Posted by Perceptive Insights Team - 01 November, 2017

When creating your personas, you’ll want to ensure you’re asking the right questions to get the information that you need. Here, we’re sharing our best tips on how to develop your buyer personas—including the questions to ask when you do.

Why data-backed personas are important

Personas help to keep your company on-target.

Salespeople chase the right leads, marketers construct the correct content to appeal to them, and research and development study the problems your audience is facing and work to create new product features to resolve them.

However, buyer personas are often formed on the basis of too little data and too many assumptions. This can lead to them becoming a distraction, rather than being informative. In the worst cases, they can even generate tension between and within various departments, as people argue as to who is "better representing" the persona in question.

In other words, poorly formed personas do the exact opposite of their intent: they distract, they fracture and they mislead.

This is why you need to ensure that you have the right process in place for researching the right data needed to create personas that actually represent your customers.

How-to-develop-your-marketing-personas-step-by-step-cropped

Related content: Understanding your audience

 

Asking the right questions

Before you can begin researching, you'll need to determine the right questions about your audience. These questions will make up your surveys, forms, queries to your team, and so on.

Questions like:

  1. Where are your customers from?
  2. How old are they?
  3. What do they do for a living?
  4. What interests and hobbies do they have?
  5. Where do they hang out with their friends?
  6. What does their household look like?
  7. What challenges are they facing?
  8. Which of these are they hoping to solve with your product or service?
  9. What are their goals, desires and dreams?
  10. What media channels are they active on?
  11. Where do they begin their purchasing journey?
  12. How do they evaluate different offerings?
  13. What is the key deciding factor in their purchasing decisions?

The list above is not exhaustive. Depending on your business, you will need to consider additional questions, and remove others.

For example, in a business-to-business context (B2B), you may need to ask other questions like: 

  • Who are the decision makers?
  • How much budget do they have to invest in your product or service?
  • How large is their company in terms or revenue or employee size?

In a business-to-consumer market (B2C), those questions will be irrelevant but you might be better off asking things like:

  • How active is your audience on social media?
  • How likely are they to recommend brands they like to their friends and family?
  • What is their overall household income?

 

Tip: If you aren't sure what questions you need to ask, start with the basics: demographics and geographic; who they are and where they're from. The rest will flow from there—keep your mind open to any factors that might influence their buying decision.

 

5 steps to collect the data you need to create your personas

Once your questions have been defined, you can begin gathering your data.

There are a variety of methodologies you can use to get the data you need, but here's five common ones to get you started:

 

1. Interview and survey your customers 

Interviews can be done either face-to-face or over the phone, and will help you to understand what customers like about your product or service.

The face-to-face option is ideal, as it allows you to record the plethora of non-verbal communication present in such conversations.
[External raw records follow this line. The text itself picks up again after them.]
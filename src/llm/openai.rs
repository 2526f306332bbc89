//! OpenAI 兼容 API 后端
//!
//! 通过 async_openai 调用任意 OpenAI 兼容端点（可配置 base_url，例如本地 LM Studio）。
//! 工具以 function 形式发送；输出 schema 作为保留函数 final_result 发送，
//! 模型调用 final_result 即视为给出最终答案。

use std::sync::atomic::{AtomicU64, Ordering};
use std::sync::Arc;

use async_openai::config::OpenAIConfig;
use async_openai::error::OpenAIError;
use async_openai::types::chat::{
    ChatCompletionMessageToolCall, ChatCompletionMessageToolCalls,
    ChatCompletionRequestAssistantMessageArgs, ChatCompletionRequestMessage,
    ChatCompletionRequestSystemMessage, ChatCompletionRequestToolMessageArgs,
    ChatCompletionRequestUserMessage, ChatCompletionTool, ChatCompletionTools,
    CreateChatCompletionRequestArgs, FunctionCall, FunctionObject,
};
use async_openai::Client;
use async_trait::async_trait;
use serde_json::Value;

use crate::config::LlmSection;
use crate::llm::{AgentInfo, LlmError, ModelGateway, ModelRequest, FINAL_RESULT_TOOL};
use crate::memory::{Message, ModelResponse, Part};

/// Token 使用统计（累计值）
#[derive(Debug, Clone, Default)]
pub struct TokenUsage {
    pub prompt_tokens: Arc<AtomicU64>,
    pub completion_tokens: Arc<AtomicU64>,
}

impl TokenUsage {
    pub fn add(&self, prompt: u64, completion: u64) {
        self.prompt_tokens.fetch_add(prompt, Ordering::Relaxed);
        self.completion_tokens.fetch_add(completion, Ordering::Relaxed);
    }

    /// (prompt, completion, total)
    pub fn get(&self) -> (u64, u64, u64) {
        let prompt = self.prompt_tokens.load(Ordering::Relaxed);
        let completion = self.completion_tokens.load(Ordering::Relaxed);
        (prompt, completion, prompt + completion)
    }
}

/// OpenAI 兼容后端：持有 Client 与 model 名
pub struct OpenAiModel {
    client: Client<OpenAIConfig>,
    model: String,
    usage: TokenUsage,
}

impl OpenAiModel {
    pub fn new(base_url: Option<&str>, model: &str, api_key: Option<&str>) -> Self {
        let api_key = api_key
            .map(String::from)
            .or_else(|| std::env::var("OPENAI_API_KEY").ok())
            .unwrap_or_else(|| "sk-placeholder".to_string());

        let config = match base_url {
            Some(url) => OpenAIConfig::new().with_api_base(url).with_api_key(api_key),
            None => OpenAIConfig::new().with_api_key(api_key),
        };

        Self {
            client: Client::with_config(config),
            model: model.to_string(),
            usage: TokenUsage::default(),
        }
    }

    pub fn from_config(cfg: &LlmSection) -> Self {
        Self::new(cfg.base_url.as_deref(), &cfg.model, cfg.api_key.as_deref())
    }

    pub fn model(&self) -> &str {
        &self.model
    }

}

/// 请求失败分类：密钥无效/未授权为 Auth，其余为 Transport
fn classify_error(e: OpenAIError) -> LlmError {
    match e {
        OpenAIError::ApiError(api) => {
            let is_auth = api.code.as_deref() == Some("invalid_api_key")
                || api.r#type.as_deref() == Some("authentication_error");
            if is_auth {
                LlmError::Auth(api.message)
            } else {
                LlmError::Transport(api.to_string())
            }
        }
        OpenAIError::InvalidArgument(msg) => LlmError::InvalidResponse(msg),
        other => LlmError::Transport(other.to_string()),
    }
}

fn to_openai_tools(info: &AgentInfo<'_>) -> Vec<ChatCompletionTools> {
    let mut tools: Vec<ChatCompletionTools> = info
        .tools
        .iter()
        .map(|t| {
            ChatCompletionTools::Function(ChatCompletionTool {
                function: FunctionObject {
                    name: t.name.clone(),
                    description: Some(t.description.clone()),
                    parameters: Some(t.parameters_json()),
                    ..Default::default()
                },
            })
        })
        .collect();
    let description = info
        .output_schema
        .description
        .clone()
        .unwrap_or_else(|| "The final response which ends this conversation".to_string());
    tools.push(ChatCompletionTools::Function(ChatCompletionTool {
        function: FunctionObject {
            name: FINAL_RESULT_TOOL.to_string(),
            description: Some(description),
            parameters: Some(info.output_schema.to_json_schema()),
            ..Default::default()
        },
    }));
    tools
}

fn to_openai_messages(
    system: Option<&str>,
    messages: &[Message],
) -> Result<Vec<ChatCompletionRequestMessage>, LlmError> {
    let build_err = |e: async_openai::error::OpenAIError| LlmError::InvalidResponse(e.to_string());
    let mut out = Vec::with_capacity(messages.len() + 1);
    if let Some(system) = system {
        out.push(ChatCompletionRequestMessage::System(
            ChatCompletionRequestSystemMessage::from(system),
        ));
    }
    for m in messages {
        match m {
            Message::UserPrompt { content } => out.push(ChatCompletionRequestMessage::User(
                ChatCompletionRequestUserMessage::from(content.as_str()),
            )),
            Message::ModelResponse(response) => {
                let tool_calls: Vec<ChatCompletionMessageToolCalls> = response
                    .parts
                    .iter()
                    .filter_map(|p| {
                        let (name, call_id, arguments) = match p {
                            Part::ToolCall {
                                tool_name,
                                call_id,
                                arguments,
                            } => (tool_name.as_str(), call_id, arguments),
                            Part::FinalAnswer { call_id, arguments } => {
                                (FINAL_RESULT_TOOL, call_id, arguments)
                            }
                            Part::Text { .. } => return None,
                        };
                        Some(ChatCompletionMessageToolCalls::Function(
                            ChatCompletionMessageToolCall {
                                id: call_id.clone(),
                                function: FunctionCall {
                                    name: name.to_string(),
                                    arguments: arguments.to_string(),
                                },
                            },
                        ))
                    })
                    .collect();
                let mut args = ChatCompletionRequestAssistantMessageArgs::default();
                let text = response.text();
                if !text.is_empty() {
                    args.content(text);
                }
                if !tool_calls.is_empty() {
                    args.tool_calls(tool_calls);
                }
                out.push(ChatCompletionRequestMessage::Assistant(
                    args.build().map_err(build_err)?,
                ));
            }
            Message::ToolResult {
                call_id, content, ..
            } => out.push(ChatCompletionRequestMessage::Tool(
                ChatCompletionRequestToolMessageArgs::default()
                    .content(content.to_string())
                    .tool_call_id(call_id.clone())
                    .build()
                    .map_err(build_err)?,
            )),
            Message::RetryPrompt {
                call_id, content, ..
            } => out.push(ChatCompletionRequestMessage::Tool(
                ChatCompletionRequestToolMessageArgs::default()
                    .content(content.clone())
                    .tool_call_id(call_id.clone())
                    .build()
                    .map_err(build_err)?,
            )),
        }
    }
    Ok(out)
}

/// 解析函数参数；非法 JSON 原样包成字符串，交由 schema 校验报告错误
fn parse_arguments(raw: &str) -> Value {
    if raw.trim().is_empty() {
        return Value::Object(Default::default());
    }
    serde_json::from_str(raw).unwrap_or_else(|_| Value::String(raw.to_string()))
}

#[async_trait]
impl ModelGateway for OpenAiModel {
    fn name(&self) -> &str {
        &self.model
    }

    fn is_live(&self) -> bool {
        true
    }

    async fn next(&self, request: &ModelRequest<'_>) -> Result<ModelResponse, LlmError> {
        let messages = to_openai_messages(request.info.system_prompt, request.messages)?;
        let chat_request = CreateChatCompletionRequestArgs::default()
            .model(&self.model)
            .messages(messages)
            .tools(to_openai_tools(&request.info))
            .build()
            .map_err(|e| LlmError::InvalidResponse(e.to_string()))?;

        let response = self
            .client
            .chat()
            .create(chat_request)
            .await
            .map_err(classify_error)?;

        if let Some(usage) = &response.usage {
            self.usage
                .add(usage.prompt_tokens as u64, usage.completion_tokens as u64);
            let (prompt, completion, total) = self.usage.get();
            tracing::debug!(prompt, completion, total, "token usage");
        }

        let choice = response
            .choices
            .into_iter()
            .next()
            .ok_or_else(|| LlmError::InvalidResponse("no choices returned".to_string()))?;

        let mut parts = Vec::new();
        if let Some(content) = choice.message.content.filter(|c| !c.trim().is_empty()) {
            parts.push(Part::text(content));
        }
        for call in choice.message.tool_calls.unwrap_or_default() {
            let ChatCompletionMessageToolCalls::Function(f) = call else {
                continue;
            };
            let arguments = parse_arguments(&f.function.arguments);
            if f.function.name == FINAL_RESULT_TOOL {
                parts.push(Part::FinalAnswer {
                    call_id: f.id,
                    arguments,
                });
            } else {
                parts.push(Part::ToolCall {
                    tool_name: f.function.name,
                    call_id: f.id,
                    arguments,
                });
            }
        }
        tracing::debug!(model = %self.model, parts = parts.len(), "model response");
        Ok(ModelResponse::new(parts))
    }
}
//! 首都查询示例：Capital 输出类型、SQLite 数据源、query_numbers 工具与依赖容器
//!
//! 模型先调用 query_numbers 取得人口与面积，再以 Capital 结构给出最终答案。

mod store;
mod tool;

use std::sync::Arc;

use schemars::JsonSchema;
use serde::{Deserialize, Serialize};

pub use store::{CapitalNumbers, CapitalStore, DataSourceError};
pub use tool::QueryNumbersTool;

use crate::agent::Agent;
use crate::core::AgentError;
use crate::llm::ModelGateway;

/// 默认提示词
pub const DEFAULT_PROMPT: &str = "What is the size of the capital of Germany?";

/// 首都信息
#[derive(Debug, Clone, PartialEq, Serialize, Deserialize, JsonSchema)]
pub struct Capital {
    /// name of the capital
    pub name: String,
    /// the country of the capital as it was asked by the user
    pub country: String,
    /// number of inhabitants
    pub num_inhabitants: f64,
    /// size of the capital in km²
    pub size_of_capital: f64,
}

/// 每次运行传入的依赖
#[derive(Clone)]
pub struct CapitalDeps {
    pub store: CapitalStore,
}

impl CapitalDeps {
    pub fn new(store: CapitalStore) -> Self {
        Self { store }
    }
}

/// 构建首都查询 Agent（输出 Capital，注册 query_numbers）
pub fn capital_agent(model: Arc<dyn ModelGateway>) -> Result<Agent<CapitalDeps, Capital>, AgentError> {
    Agent::<CapitalDeps, Capital>::builder("capitals")
        .typed_output()?
        .tool(QueryNumbersTool)?
        .model(model)
        .build()
}
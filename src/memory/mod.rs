//! 记忆层：单次运行内的对话历史（不跨进程持久化）

pub mod conversation;

pub use conversation::{new_call_id, ConversationHistory, Message, ModelResponse, Part};
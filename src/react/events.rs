//! 运行过程事件：用于向调用方推送步数、工具调用、工具结果、重试与最终答案

use serde::Serialize;

/// 单步过程事件（可序列化为 JSON 供前端展示）
#[derive(Debug, Clone, PartialEq, Serialize)]
#[serde(tag = "type", rename_all = "snake_case")]
pub enum RunEvent {
    /// 步数更新（当前第几步，从 0 开始）
    StepUpdate { step: usize, max_steps: usize },
    /// 正在请求模型
    Thinking { gateway: String },
    /// 模型附带的文本
    Text { text: String },
    /// 调用工具
    ToolCall {
        tool: String,
        call_id: String,
        args: serde_json::Value,
    },
    /// 工具返回（预览，避免过长）
    ToolResult {
        tool: String,
        call_id: String,
        preview: String,
    },
    /// 失败已反馈给模型，继续循环
    Retry { call_id: String, reason: String },
    /// 最终答案校验通过
    FinalAnswer { call_id: String },
    /// 运行以错误结束
    Error { text: String },
}
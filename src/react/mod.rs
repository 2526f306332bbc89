//! 编排层：主循环与过程事件

pub mod events;
pub mod loop_;

pub use events::RunEvent;
pub use loop_::{run_loop, LoopOutcome, RunSession, RunSettings};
However, this does tend to take longer and may not always be a practical method for your business. In these cases, phone interviews are perfectly viable.
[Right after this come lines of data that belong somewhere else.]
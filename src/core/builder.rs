//! Agent 构建器：统一的 Agent 初始化逻辑
//!
//! 注册工具、设定输出 schema、选择模型网关与默认运行参数，build 后得到只读的 Agent。

use std::marker::PhantomData;
use std::sync::Arc;
use std::time::Duration;

use schemars::JsonSchema;
use serde::de::DeserializeOwned;

use crate::agent::Agent;
use crate::config::AppConfig;
use crate::core::{AgentError, RecoveryPolicy};
use crate::llm::{ModelGateway, OpenAiModel, TestModel};
use crate::react::RunSettings;
use crate::schema::ObjectSchema;
use crate::tools::{Tool, ToolRegistry};

/// Agent 构建器
pub struct AgentBuilder<D, O> {
    name: String,
    tools: ToolRegistry<D>,
    output_schema: Option<ObjectSchema>,
    model: Option<Arc<dyn ModelGateway>>,
    system_prompt: Option<String>,
    settings: RunSettings,
    _output: PhantomData<fn() -> O>,
}

impl<D: Send + Sync + 'static, O: DeserializeOwned> AgentBuilder<D, O> {
    pub fn new(name: impl Into<String>) -> Self {
        Self {
            name: name.into(),
            tools: ToolRegistry::new(),
            output_schema: None,
            model: None,
            system_prompt: None,
            settings: RunSettings::default(),
            _output: PhantomData,
        }
    }

    /// 注册工具；重名返回 DuplicateTool
    pub fn tool(mut self, tool: impl Tool<D> + 'static) -> Result<Self, AgentError> {
        self.tools.register(tool)?;
        Ok(self)
    }

    /// 使用已构建好的注册表（替换之前注册的工具）
    pub fn tools(mut self, tools: ToolRegistry<D>) -> Self {
        self.tools = tools;
        self
    }

    /// 显式指定输出 schema
    pub fn output_schema(mut self, schema: ObjectSchema) -> Self {
        self.output_schema = Some(schema);
        self
    }

    pub fn model(mut self, model: Arc<dyn ModelGateway>) -> Self {
        self.model = Some(model);
        self
    }

    pub fn system_prompt(mut self, prompt: impl Into<String>) -> Self {
        self.system_prompt = Some(prompt.into());
        self
    }

    pub fn max_steps(mut self, max_steps: usize) -> Self {
        self.settings.max_steps = max_steps;
        self
    }

    pub fn model_timeout(mut self, timeout: Duration) -> Self {
        self.settings.model_timeout = timeout;
        self
    }

    pub fn tool_timeout(mut self, timeout: Duration) -> Self {
        self.settings.tool_timeout = timeout;
        self
    }

    pub fn allow_model_requests(mut self, allow: bool) -> Self {
        self.settings.allow_model_requests = allow;
        self
    }

    pub fn recovery(mut self, recovery: RecoveryPolicy) -> Self {
        self.settings.recovery = recovery;
        self
    }

    /// 从 [agent]/[llm]/[tools] 段读取默认运行参数与系统提示词
    pub fn with_config(mut self, cfg: &AppConfig) -> Self {
        self.settings = RunSettings {
            max_steps: cfg.agent.max_steps,
            model_timeout: cfg.model_timeout(),
            tool_timeout: cfg.tool_timeout(),
            allow_model_requests: cfg.agent.allow_model_requests,
            recovery: cfg.agent.recovery_policy(),
        };
        if let Some(prompt) = &cfg.agent.system_prompt {
            self.system_prompt = Some(prompt.clone());
        }
        self
    }

    pub fn build(self) -> Result<Agent<D, O>, AgentError> {
        let output_schema = self
            .output_schema
            .ok_or_else(|| AgentError::ConfigError(format!("agent '{}' has no output schema", self.name)))?;
        let model = self
            .model
            .ok_or_else(|| AgentError::ConfigError(format!("agent '{}' has no model", self.name)))?;
        if self.settings.max_steps == 0 {
            return Err(AgentError::ConfigError("max_steps must be at least 1".to_string()));
        }

        tracing::info!(
            agent = %self.name,
            gateway = model.name(),
            tools = ?self.tools.tool_names(),
            output = %output_schema.name,
            "agent built"
        );
        Ok(Agent::from_parts(
            self.name,
            self.tools,
            output_schema,
            model,
            self.system_prompt,
            self.settings,
        ))
    }
}

impl<D: Send + Sync + 'static, O: DeserializeOwned + JsonSchema> AgentBuilder<D, O> {
    /// 由输出类型 O 的 JsonSchema 推导输出 schema
    pub fn typed_output(self) -> Result<Self, AgentError> {
        let schema = ObjectSchema::from_type::<O>()?;
        Ok(self.output_schema(schema))
    }
}

/// 按配置创建模型网关：允许真实请求时使用 OpenAI 兼容端点，否则退回 TestModel
pub fn create_model_from_config(cfg: &AppConfig) -> Arc<dyn ModelGateway> {
    if cfg.agent.allow_model_requests {
        tracing::info!(
            model = %cfg.llm.model,
            base_url = cfg.llm.base_url.as_deref().unwrap_or("default"),
            "Using OpenAI-compatible model"
        );
        Arc::new(OpenAiModel::from_config(&cfg.llm))
    } else {
        tracing::warn!("Model requests disabled, using TestModel");
        Arc::new(TestModel::new())
    }
}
You should also consider a survey at the same time. While the interviews will gather the deeper experiential insights from your customer, a survey can gather equally important demographic data.
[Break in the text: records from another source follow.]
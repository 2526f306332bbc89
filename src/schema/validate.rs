//! Schema 校验与数值转换
//!
//! 转换规则（确定性）：
//! - number：JSON 整数/浮点原样保留；去除首尾空白后能解析为有限 f64 的字符串转为浮点
//! - integer：JSON 整数原样保留；小数部分为 0 的浮点转为整数；能解析为 i64 的字符串转为整数
//! - string：仅接受字符串，不会把数字转成字符串
//! - boolean：JSON 布尔值，以及字符串 "true" / "false"
//! - 可选字段为 null 时保留 null；必填字段为 null 视为违规

use serde_json::{Map, Number, Value};

use super::{FieldType, FieldViolation, ObjectSchema, ValidatedValue, ValidationFailure, ViolationKind};

/// 按 schema 校验参数；失败时返回全部违规字段
pub fn validate(schema: &ObjectSchema, arguments: &Value) -> Result<ValidatedValue, ValidationFailure> {
    let Some(obj) = arguments.as_object() else {
        return Err(ValidationFailure::new(vec![FieldViolation::new(
            "$",
            ViolationKind::NotAnObject {
                found: json_kind(arguments),
            },
        )]));
    };

    let mut out = Map::new();
    let mut violations = Vec::new();

    for field in &schema.fields {
        match obj.get(&field.name) {
            None => {
                if field.required {
                    violations.push(FieldViolation::new(&field.name, ViolationKind::Missing));
                }
            }
            Some(Value::Null) => {
                if field.required {
                    violations.push(FieldViolation::new(&field.name, ViolationKind::Null));
                } else {
                    out.insert(field.name.clone(), Value::Null);
                }
            }
            Some(value) => match coerce(field.ty, value) {
                Some(v) => {
                    out.insert(field.name.clone(), v);
                }
                None => violations.push(FieldViolation::new(
                    &field.name,
                    ViolationKind::WrongType {
                        expected: field.ty,
                        found: json_kind(value),
                    },
                )),
            },
        }
    }

    for (key, value) in obj {
        if schema.get(key).is_some() {
            continue;
        }
        if schema.allow_extra {
            out.insert(key.clone(), value.clone());
        } else {
            violations.push(FieldViolation::new(key, ViolationKind::Unknown));
        }
    }

    if violations.is_empty() {
        Ok(ValidatedValue(out))
    } else {
        Err(ValidationFailure::new(violations))
    }
}

fn coerce(ty: FieldType, value: &Value) -> Option<Value> {
    match (ty, value) {
        (FieldType::String, Value::String(_)) => Some(value.clone()),
        (FieldType::Boolean, Value::Bool(_)) => Some(value.clone()),
        (FieldType::Boolean, Value::String(s)) => match s.as_str() {
            "true" => Some(Value::Bool(true)),
            "false" => Some(Value::Bool(false)),
            _ => None,
        },
        (FieldType::Number, Value::Number(_)) => Some(value.clone()),
        (FieldType::Number, Value::String(s)) => s
            .trim()
            .parse::<f64>()
            .ok()
            .and_then(Number::from_f64)
            .map(Value::Number),
        (FieldType::Integer, Value::Number(n)) => {
            if n.is_i64() || n.is_u64() {
                Some(value.clone())
            } else {
                n.as_f64()
                    .filter(|f| f.fract() == 0.0 && *f >= i64::MIN as f64 && *f < i64::MAX as f64)
                    .map(|f| Value::from(f as i64))
            }
        }
        (FieldType::Integer, Value::String(s)) => s.trim().parse::<i64>().ok().map(Value::from),
        _ => None,
    }
}

fn json_kind(value: &Value) -> &'static str {
    match value {
        Value::Null => "null",
        Value::Bool(_) => "boolean",
        Value::Number(n) if n.is_f64() => "number",
        Value::Number(_) => "integer",
        Value::String(_) => "string",
        Value::Array(_) => "array",
        Value::Object(_) => "object",
    }
}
You may even want to arrange your interview invitations based on the answers to the survey. For example, if you find a significant portion of survey respondents are from a particular demographic, it could pay to interview a few of them to get more insights into this important portion of your target audience.

These interviewees will also often be the primary examples from which you build your personas.

 

2. Analyse new and existing data for trends

You will have a host of data from these interviews and surveys. However, your existing database, if available, can also be an excellent source of data for persona analysis.

Start by analysing how your current customers are interacting with your content:

  • How are they reaching your site; search, social media, or directly?
  • What do they do once they are there; do they head to the blog, to a particular landing page, or immediately click away?
  • What kind of content are they engaging with? Is there a particular subject they seem to be especially engrossed in?

This behavioural analysis gives you insight not only into how your content is performing (and how to produce more of it), but also gives you a look into the mind of your customers: what they want from you, what challenges they are facing, and how they seek to solve them.

We recommend using Google Analytics as a tool to get a basic idea of these trends on your website. You may need to wait some time for data to collect, however, if you haven't already implemented the tracking code required for the use of Google Analytics.

 

3. Ask your sales and marketing teams

This bedrock of data will require more refinement. You will need to segment this data out into usable chunks—but separating the wheat from the chaff can be difficult. Your sales and marketing teams can point you in the right direction.

The sales team should be able to tell you about the kinds of leads that are most valuable (and which are not), and how these leads respond to their sales approach. 

  • Do the leads seem excited from the outset, or do they require a fair amount of cajoling?
  • What kinds of features do the leads appears to be most interested in?
  • What problems do the leads seem to be facing the most?

 

The same can be said of the marketing team. They will be able to let you know what kind of content is having the most impact with certain groups of people.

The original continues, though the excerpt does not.